------ INFORMATION SUPPLIED
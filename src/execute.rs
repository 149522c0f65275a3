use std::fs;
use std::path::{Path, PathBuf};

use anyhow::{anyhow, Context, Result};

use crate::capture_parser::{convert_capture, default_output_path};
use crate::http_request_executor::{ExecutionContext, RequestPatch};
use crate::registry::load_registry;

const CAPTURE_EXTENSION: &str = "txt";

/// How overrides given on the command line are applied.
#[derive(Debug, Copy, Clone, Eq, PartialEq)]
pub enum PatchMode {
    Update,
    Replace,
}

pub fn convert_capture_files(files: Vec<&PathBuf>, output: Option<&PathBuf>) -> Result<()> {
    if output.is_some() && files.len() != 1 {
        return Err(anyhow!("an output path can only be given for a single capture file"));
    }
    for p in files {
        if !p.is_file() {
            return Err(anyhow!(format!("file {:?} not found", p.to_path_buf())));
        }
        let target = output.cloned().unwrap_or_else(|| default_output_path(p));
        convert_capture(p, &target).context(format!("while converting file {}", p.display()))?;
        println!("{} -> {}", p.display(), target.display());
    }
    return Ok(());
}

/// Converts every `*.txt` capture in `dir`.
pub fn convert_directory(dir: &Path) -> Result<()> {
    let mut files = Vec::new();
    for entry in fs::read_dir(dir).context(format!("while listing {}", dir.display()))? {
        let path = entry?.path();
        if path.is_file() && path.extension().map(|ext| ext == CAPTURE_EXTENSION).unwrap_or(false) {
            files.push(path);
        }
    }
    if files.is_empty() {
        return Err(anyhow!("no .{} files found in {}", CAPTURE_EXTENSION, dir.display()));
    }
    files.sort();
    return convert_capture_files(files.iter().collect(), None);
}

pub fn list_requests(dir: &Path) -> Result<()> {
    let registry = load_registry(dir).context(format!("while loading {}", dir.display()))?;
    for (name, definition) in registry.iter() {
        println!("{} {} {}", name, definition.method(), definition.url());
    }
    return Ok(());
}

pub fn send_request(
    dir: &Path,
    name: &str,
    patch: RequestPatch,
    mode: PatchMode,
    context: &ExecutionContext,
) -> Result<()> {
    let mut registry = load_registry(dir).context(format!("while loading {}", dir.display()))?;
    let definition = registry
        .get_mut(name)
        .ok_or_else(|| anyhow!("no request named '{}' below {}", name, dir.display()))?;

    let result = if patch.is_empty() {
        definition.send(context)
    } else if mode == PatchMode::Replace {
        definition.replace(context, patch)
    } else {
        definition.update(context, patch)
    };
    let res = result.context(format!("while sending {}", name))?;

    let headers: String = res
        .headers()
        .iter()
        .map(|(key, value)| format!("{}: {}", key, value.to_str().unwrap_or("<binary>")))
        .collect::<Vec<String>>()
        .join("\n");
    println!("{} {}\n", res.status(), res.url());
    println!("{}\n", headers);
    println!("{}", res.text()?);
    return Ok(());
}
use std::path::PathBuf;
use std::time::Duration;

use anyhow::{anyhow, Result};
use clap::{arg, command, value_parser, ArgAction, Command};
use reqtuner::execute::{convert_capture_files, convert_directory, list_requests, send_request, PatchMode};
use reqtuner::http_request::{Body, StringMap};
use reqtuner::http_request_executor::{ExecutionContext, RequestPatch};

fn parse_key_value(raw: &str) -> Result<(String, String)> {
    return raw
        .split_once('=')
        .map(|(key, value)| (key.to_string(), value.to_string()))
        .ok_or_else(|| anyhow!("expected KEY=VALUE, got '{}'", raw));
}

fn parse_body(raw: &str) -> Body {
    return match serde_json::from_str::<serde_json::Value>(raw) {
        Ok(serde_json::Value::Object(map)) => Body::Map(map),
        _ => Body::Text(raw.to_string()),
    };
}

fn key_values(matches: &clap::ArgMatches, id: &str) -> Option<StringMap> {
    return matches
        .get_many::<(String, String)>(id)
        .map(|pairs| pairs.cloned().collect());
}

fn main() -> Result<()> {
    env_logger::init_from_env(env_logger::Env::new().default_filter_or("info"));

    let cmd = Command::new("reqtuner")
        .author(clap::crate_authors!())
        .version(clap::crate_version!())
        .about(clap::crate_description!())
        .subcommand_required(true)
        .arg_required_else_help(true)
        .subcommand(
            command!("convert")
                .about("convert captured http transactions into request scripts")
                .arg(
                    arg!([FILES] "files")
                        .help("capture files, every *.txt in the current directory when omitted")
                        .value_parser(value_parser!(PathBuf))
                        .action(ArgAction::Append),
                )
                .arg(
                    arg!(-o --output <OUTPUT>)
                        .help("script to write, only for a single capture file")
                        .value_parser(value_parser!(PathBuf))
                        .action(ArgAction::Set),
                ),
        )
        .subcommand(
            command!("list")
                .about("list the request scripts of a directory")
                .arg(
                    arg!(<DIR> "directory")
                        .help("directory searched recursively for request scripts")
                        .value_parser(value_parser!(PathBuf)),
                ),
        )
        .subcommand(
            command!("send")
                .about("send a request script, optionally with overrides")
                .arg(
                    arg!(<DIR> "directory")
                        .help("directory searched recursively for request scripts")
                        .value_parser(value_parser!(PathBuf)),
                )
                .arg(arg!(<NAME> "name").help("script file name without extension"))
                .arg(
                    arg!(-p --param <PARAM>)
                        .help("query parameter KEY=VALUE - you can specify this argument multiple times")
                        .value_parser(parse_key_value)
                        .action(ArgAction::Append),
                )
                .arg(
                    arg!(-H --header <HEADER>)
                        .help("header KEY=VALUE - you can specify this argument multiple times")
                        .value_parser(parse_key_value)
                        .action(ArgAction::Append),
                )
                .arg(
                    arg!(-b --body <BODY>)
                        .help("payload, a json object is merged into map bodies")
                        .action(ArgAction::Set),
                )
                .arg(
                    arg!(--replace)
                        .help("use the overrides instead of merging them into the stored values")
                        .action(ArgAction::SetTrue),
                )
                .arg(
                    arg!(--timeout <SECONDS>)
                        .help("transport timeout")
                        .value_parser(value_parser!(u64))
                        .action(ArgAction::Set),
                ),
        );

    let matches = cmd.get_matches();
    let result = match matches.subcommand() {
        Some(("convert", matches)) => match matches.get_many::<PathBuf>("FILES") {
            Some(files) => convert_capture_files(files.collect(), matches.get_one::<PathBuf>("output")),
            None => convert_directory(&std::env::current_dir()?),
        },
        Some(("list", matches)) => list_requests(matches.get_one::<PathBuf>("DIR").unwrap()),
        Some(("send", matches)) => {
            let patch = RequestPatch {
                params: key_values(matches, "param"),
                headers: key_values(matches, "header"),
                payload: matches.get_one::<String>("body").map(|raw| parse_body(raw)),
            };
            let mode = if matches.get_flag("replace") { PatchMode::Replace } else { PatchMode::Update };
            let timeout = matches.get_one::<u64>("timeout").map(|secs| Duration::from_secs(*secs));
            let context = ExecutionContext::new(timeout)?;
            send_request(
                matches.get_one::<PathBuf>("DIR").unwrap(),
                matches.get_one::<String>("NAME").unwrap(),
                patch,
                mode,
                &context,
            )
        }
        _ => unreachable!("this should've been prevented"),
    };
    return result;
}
------------
▶ [EXERCISE] Scan the entries for lines holding the string "registry", then copy every one of them.

▶ [TASK RESPONSE]
use crate::registry::load_registry;
    let registry = load_registry(dir).context(format!("while loading {}", dir.display()))?;
    for (name, definition) in registry.iter() {
    let mut registry = load_registry(dir).context(format!("while loading {}", dir.display()))?;
    let definition = registry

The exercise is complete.